The results of MR analysis revealed a causal relationship between certain genera of gut microbiota and the severity of COVID-19, as shown in Table 1 . Notably, increased composition of Dorea at genetic level was positively correlated with all outcomes, whileBifidobacterium was related to mild and moderate outcomes, and the Rikenellaceae RC9 gut group was linked to moderate and severe outcomes (Supplementary Figure 1). After performing sensitivity analysis, we have demonstrated that the causal pathway was not influenced by any potentially influential SNPs, thereby validating the robustness of our findings. Additionally, MR‒Egger was performed as well, in which no potentially significant horizontal pleiotropy or outliers were detected (Supplementary Figure 2-5). To further summarize the evidence and verify the results of MR, we conducted a meta-analysis incorporating the original data included in our study. The overall effect sizes were quantified and no significant evidence of heterogeneity was found (Supplementary Figure 6).

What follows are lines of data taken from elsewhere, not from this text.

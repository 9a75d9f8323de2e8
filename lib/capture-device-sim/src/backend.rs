use crate::{SimConnection, SimControl, SimDeviceConfig};
use capture_device::{BackendError, CaptureBackend, CaptureConnection, DeviceDescriptor};
use std::sync::Arc;

struct SimEntry {
    config: SimDeviceConfig,
    control: Arc<SimControl>,
}

/// Backend serving a fixed set of simulated devices.
pub struct SimBackend {
    devices: Vec<SimEntry>,
}

impl SimBackend {
    pub fn new(configs: Vec<SimDeviceConfig>) -> Self {
        let devices = configs
            .into_iter()
            .map(|config| SimEntry {
                config,
                control: Arc::new(SimControl::default()),
            })
            .collect();

        Self { devices }
    }

    pub fn control(&self, serial: &str) -> Option<Arc<SimControl>> {
        self.devices
            .iter()
            .find(|entry| entry.config.serial == serial)
            .map(|entry| entry.control.clone())
    }
}

impl CaptureBackend for SimBackend {
    fn name(&self) -> &str {
        "sim"
    }

    fn max_transfer_size(&self) -> usize {
        self.devices
            .iter()
            .map(|entry| entry.config.max_transfer_size())
            .max()
            .unwrap_or_default()
    }

    fn list_devices(&mut self) -> Result<Vec<DeviceDescriptor>, BackendError> {
        Ok(self
            .devices
            .iter()
            .filter(|entry| entry.control.is_plugged())
            .map(|entry| entry.config.descriptor())
            .collect())
    }

    fn open(
        &mut self,
        descriptor: &DeviceDescriptor,
    ) -> Result<Box<dyn CaptureConnection>, BackendError> {
        let entry = self
            .devices
            .iter()
            .find(|entry| entry.config.serial == descriptor.serial)
            .ok_or(BackendError::NoDevice)?;

        if !entry.control.is_plugged() {
            return Err(BackendError::NoDevice);
        }

        if entry.control.is_opened() {
            return Err(BackendError::Open(format!(
                "{} is already open",
                descriptor.serial
            )));
        }

        Ok(Box::new(SimConnection::open(
            entry.config.clone(),
            entry.control.clone(),
        )))
    }
}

Since previous studies concerning the relationship between gut microbiota and COVID-19 susceptibility were limited by a lack of causal relationships, small sample sizes, insufficient evidence due to the timing of fecal sample collection and inability to rule out confounding factors, our study represents the first time that MR has been utilized to confirm the causal impact of specific genera of gut microbiota on the severity of COVID-19. Further investigation into the specific bacteria associated with severity of illness among COVID-19 patients is also warranted. For instance, Dorea and Bifidobacterium are crucial producers of short-chain fatty acids (SCFAs), which have been found to have potent immunomodulatory properties, along with the ability in mediating CD8+ T cell immune response.8 Elevated levels of Rikenellaceae RC9 gut group have been shown to modulate TLR signaling pathways, thereby increasing the susceptibility of the gut to inflammation.9 Bacteroides play a role in regulating host immunity and suppressing colonic ACE-2 expression. Furthermore, an inverse correlation has been observed betweenBacteroides levels and the severity of COVID-19 infection.1 An increased abundance of intestinalPrevotella is associated with adverse outcomes in several inflammatory disorders, such as rheumatoid arthritis, ankylosing spondylitis, as well as systemic immune activation in HIV patients.10 Hence, exploring the microbiota that is intricately linked with COVID-19 has the potential to unravel the exact pathophysiological mechanisms that underpin SARS-CoV-2 infection.
In conclusion, our results implied that targeted screening of gut microbiota compositions in fecal samples for susceptible populations could become an effective yet feasible strategy for preventing moderate to severe cases of COVID-19, paving the way for more personalized treatments.